Required work> Your answer must be an exact copy of the data below.

Top of Provided records

//! Shared page template with `{{TITLE}}`, `{{CONTENT}}` and `{{NAV}}` placeholders.

use std::path::{Path, PathBuf};

/// Placeholder replaced with the page title.
pub const TITLE_PLACEHOLDER: &str = "{{TITLE}}";
/// Placeholder replaced with the rendered page body.
pub const CONTENT_PLACEHOLDER: &str = "{{CONTENT}}";
/// Placeholder replaced with the navigation block.
pub const NAV_PLACEHOLDER: &str = "{{NAV}}";

const PLACEHOLDERS: [&str; 3] = [TITLE_PLACEHOLDER, CONTENT_PLACEHOLDER, NAV_PLACEHOLDER];

/// Error returned when the template cannot be loaded.
#[derive(Debug, thiserror::Error)]
pub enum TemplateError {
    /// Template file does not exist.
    #[error("Template not found: {}", .0.display())]
    NotFound(PathBuf),
    /// Template file could not be read.
    #[error("Failed to read template {}: {source}", path.display())]
    Io {
        path: PathBuf,
        #[source]
        source: std::io::Error,
    },
}

/// Values substituted into the template for one page.
pub struct PageContext<'a> {
    pub title: &'a str,
    pub content: &'a str,
    pub nav: &'a str,
}

/// Page template loaded once per build.
///
/// Rendering never modifies the template, so one instance serves every page.
#[derive(Clone, Debug)]
pub struct Template {
    source: String,
}

impl Template {
    /// Create a template from text.
    pub fn new(source: impl Into<String>) -> Self {
        Self {
            source: source.into(),
        }
    }

    /// Load a template file.
    pub fn load(path: &Path) -> Result<Self, TemplateError> {
        match std::fs::read_to_string(path) {
            Ok(source) => Ok(Self { source }),
            Err(e) if e.kind() == std::io::ErrorKind::NotFound => {
                Err(TemplateError::NotFound(path.to_path_buf()))
            }
            Err(source) => Err(TemplateError::Io {
                path: path.to_path_buf(),
                source,
            }),
        }
    }

    /// Template text.
    pub fn source(&self) -> &str {
        &self.source
    }

    /// Placeholders that do not occur in the template.
    pub fn missing_placeholders(&self) -> Vec<&'static str> {
        PLACEHOLDERS
            .into_iter()
            .filter(|p| !self.source.contains(p))
            .collect()
    }

    /// Substitute the page values into a copy of the template.
    ///
    /// Substitution is a single pass over the template: inserted values are
    /// not scanned again, so a page whose content mentions `{{TITLE}}` keeps
    /// the literal text. Unknown `{{...}}` tokens are copied unchanged.
    pub fn render(&self, page: &PageContext<'_>) -> String {
        let mut html =
            String::with_capacity(self.source.len() + page.content.len() + page.nav.len());
        let mut rest = self.source.as_str();

        while let Some(start) = rest.find("{{") {
            html.push_str(&rest[..start]);
            let tail = &rest[start..];
            let replacement = if tail.starts_with(TITLE_PLACEHOLDER) {
                Some((page.title, TITLE_PLACEHOLDER.len()))
            } else if tail.starts_with(CONTENT_PLACEHOLDER) {
                Some((page.content, CONTENT_PLACEHOLDER.len()))
            } else if tail.starts_with(NAV_PLACEHOLDER) {
                Some((page.nav, NAV_PLACEHOLDER.len()))
            } else {
                None
            };
            match replacement {
                Some((value, len)) => {
                    html.push_str(value);
                    rest = &tail[len..];
                }
                None => {
                    html.push_str("{{");
                    rest = &tail[2..];
                }
            }
        }
        html.push_str(rest);
        html
    }
}

#[cfg(test)]
mod tests {
    use super::*;
    use pretty_assertions::assert_eq;

    fn context<'a>(title: &'a str, content: &'a str, nav: &'a str) -> PageContext<'a> {
        PageContext {
            title,
            content,
            nav,
        }
    }

    #[test]
    fn render_substitutes_all_placeholders() {
        let template =
            Template::new("<title>{{TITLE}}</title><nav>{{NAV}}</nav><main>{{CONTENT}}</main>");
        let html = template.render(&context("intro", "<h1>Hello</h1>", "<ul></ul>"));
        assert_eq!(
            html,
            "<title>intro</title><nav><ul></ul></nav><main><h1>Hello</h1></main>"
        );
    }

    #[test]
    fn render_replaces_repeated_placeholders() {
        let template = Template::new("{{TITLE}} - {{TITLE}}");
        assert_eq!(template.render(&context("a", "", "")), "a - a");
    }

    #[test]
    fn render_does_not_rescan_inserted_content() {
        let template = Template::new("<h1>{{TITLE}}</h1>{{CONTENT}}");
        let html = template.render(&context("page", "<p>use {{TITLE}} and {{NAV}}</p>", "nav"));
        assert_eq!(html, "<h1>page</h1><p>use {{TITLE}} and {{NAV}}</p>");
    }

    #[test]
    fn render_keeps_unknown_tokens() {
        let template = Template::new("{{AUTHOR}} {{ {{TITLE}}}}");
        assert_eq!(template.render(&context("t", "", "")), "{{AUTHOR}} {{ t}}");
    }

    #[test]
    fn render_leaves_template_untouched() {
        let template = Template::new("{{CONTENT}}");
        let _ = template.render(&context("a", "first", ""));
        let second = template.render(&context("b", "second", ""));
        assert_eq!(second, "second");
        assert_eq!(template.source(), "{{CONTENT}}");
    }

    #[test]
    fn missing_placeholders_reported() {
        let template = Template::new("<title>{{TITLE}}</title>");
        assert_eq!(
            template.missing_placeholders(),
            vec![CONTENT_PLACEHOLDER, NAV_PLACEHOLDER]
        );
        assert!(
            Template::new("{{TITLE}}{{CONTENT}}{{NAV}}")
                .missing_placeholders()
                .is_empty()
        );
    }

    #[test]
    fn load_missing_file() {
        let err = Template::load(Path::new("/nonexistent/template.htm")).unwrap_err();
        assert!(matches!(err, TemplateError::NotFound(_)));
    }

    #[test]
    fn load_reads_file() {
        let dir = tempfile::tempdir().unwrap();
        let path = dir.path().join("template.htm");
        std::fs::write(&path, "<body>{{CONTENT}}</body>").unwrap();

        let template = Template::load(&path).unwrap();
        assert_eq!(template.source(), "<body>{{CONTENT}}</body>");
    }
}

Bottom of Provided records

Written answer>
//! Shared page template with `{{TITLE}}`, `{{CONTENT}}` and `{{NAV}}` placeholders.

use std::path::{Path, PathBuf};

/// Placeholder replaced with the page title.
pub const TITLE_PLACEHOLDER: &str = "{{TITLE}}";
/// Placeholder replaced with the rendered page body.
pub const CONTENT_PLACEHOLDER: &str = "{{CONTENT}}";
/// Placeholder replaced with the navigation block.
pub const NAV_PLACEHOLDER: &str = "{{NAV}}";

const PLACEHOLDERS: [&str; 3] = [TITLE_PLACEHOLDER, CONTENT_PLACEHOLDER, NAV_PLACEHOLDER];

/// Error returned when the template cannot be loaded.
#[derive(Debug, thiserror::Error)]
pub enum TemplateError {
    /// Template file does not exist.
    #[error("Template not found: {}", .0.display())]
    NotFound(PathBuf),
    /// Template file could not be read.
    #[error("Failed to read template {}: {source}", path.display())]
    Io {
        path: PathBuf,
        #[source]
        source: std::io::Error,
    },
}

/// Values substituted into the template for one page.
pub struct PageContext<'a> {
    pub title: &'a str,
    pub content: &'a str,
    pub nav: &'a str,
}

/// Page template loaded once per build.
///
/// Rendering never modifies the template, so one instance serves every page.
#[derive(Clone, Debug)]
pub struct Template {
    source: String,
}

impl Template {
    /// Create a template from text.
    pub fn new(source: impl Into<String>) -> Self {
        Self {
            source: source.into(),
        }
    }

    /// Load a template file.
    pub fn load(path: &Path) -> Result<Self, TemplateError> {
        match std::fs::read_to_string(path) {
            Ok(source) => Ok(Self { source }),
            Err(e) if e.kind() == std::io::ErrorKind::NotFound => {
                Err(TemplateError::NotFound(path.to_path_buf()))
            }
            Err(source) => Err(TemplateError::Io {
                path: path.to_path_buf(),
                source,
            }),
        }
    }

    /// Template text.
    pub fn source(&self) -> &str {
        &self.source
    }

    /// Placeholders that do not occur in the template.
    pub fn missing_placeholders(&self) -> Vec<&'static str> {
        PLACEHOLDERS
            .into_iter()
            .filter(|p| !self.source.contains(p))
            .collect()
    }

    /// Substitute the page values into a copy of the template.
    ///
    /// Substitution is a single pass over the template: inserted values are
    /// not scanned again, so a page whose content mentions `{{TITLE}}` keeps
    /// the literal text. Unknown `{{...}}` tokens are copied unchanged.
    pub fn render(&self, page: &PageContext<'_>) -> String {
        let mut html =
            String::with_capacity(self.source.len() + page.content.len() + page.nav.len());
        let mut rest = self.source.as_str();

        while let Some(start) = rest.find("{{") {
            html.push_str(&rest[..start]);
            let tail = &rest[start..];
            let replacement = if tail.starts_with(TITLE_PLACEHOLDER) {
                Some((page.title, TITLE_PLACEHOLDER.len()))
            } else if tail.starts_with(CONTENT_PLACEHOLDER) {
                Some((page.content, CONTENT_PLACEHOLDER.len()))
            } else if tail.starts_with(NAV_PLACEHOLDER) {
                Some((page.nav, NAV_PLACEHOLDER.len()))
            } else {
                None
            };
            match replacement {
                Some((value, len)) => {
                    html.push_str(value);
                    rest = &tail[len..];
                }
                None => {
                    html.push_str("{{");
                    rest = &tail[2..];
                }
            }
        }
        html.push_str(rest);
        html
    }
}

#[cfg(test)]
mod tests {
    use super::*;
    use pretty_assertions::assert_eq;

    fn context<'a>(title: &'a str, content: &'a str, nav: &'a str) -> PageContext<'a> {
        PageContext {
            title,
            content,
            nav,
        }
    }

    #[test]
    fn render_substitutes_all_placeholders() {
        let template =
            Template::new("<title>{{TITLE}}</title><nav>{{NAV}}</nav><main>{{CONTENT}}</main>");
        let html = template.render(&context("intro", "<h1>Hello</h1>", "<ul></ul>"));
        assert_eq!(
            html,
            "<title>intro</title><nav><ul></ul></nav><main><h1>Hello</h1></main>"
        );
    }

    #[test]
    fn render_replaces_repeated_placeholders() {
        let template = Template::new("{{TITLE}} - {{TITLE}}");
        assert_eq!(template.render(&context("a", "", "")), "a - a");
    }

    #[test]
    fn render_does_not_rescan_inserted_content() {
        let template = Template::new("<h1>{{TITLE}}</h1>{{CONTENT}}");
        let html = template.render(&context("page", "<p>use {{TITLE}} and {{NAV}}</p>", "nav"));
        assert_eq!(html, "<h1>page</h1><p>use {{TITLE}} and {{NAV}}</p>");
    }

    #[test]
    fn render_keeps_unknown_tokens() {
        let template = Template::new("{{AUTHOR}} {{ {{TITLE}}}}");
        assert_eq!(template.render(&context("t", "", "")), "{{AUTHOR}} {{ t}}");
    }

    #[test]
    fn render_leaves_template_untouched() {
        let template = Template::new("{{CONTENT}}");
        let _ = template.render(&context("a", "first", ""));
        let second = template.render(&context("b", "second", ""));
        assert_eq!(second, "second");
        assert_eq!(template.source(), "{{CONTENT}}");
    }

    #[test]
    fn missing_placeholders_reported() {
        let template = Template::new("<title>{{TITLE}}</title>");
        assert_eq!(
            template.missing_placeholders(),
            vec![CONTENT_PLACEHOLDER, NAV_PLACEHOLDER]
        );
        assert!(
            Template::new("{{TITLE}}{{CONTENT}}{{NAV}}")
                .missing_placeholders()
                .is_empty()
        );
    }

    #[test]
    fn load_missing_file() {
        let err = Template::load(Path::new("/nonexistent/template.htm")).unwrap_err();
        assert!(matches!(err, TemplateError::NotFound(_)));
    }

    #[test]
    fn load_reads_file() {
        let dir = tempfile::tempdir().unwrap();
        let path = dir.path().join("template.htm");
        std::fs::write(&path, "<body>{{CONTENT}}</body>").unwrap();

        let template = Template::load(&path).unwrap();
        assert_eq!(template.source(), "<body>{{CONTENT}}</body>");
    }
}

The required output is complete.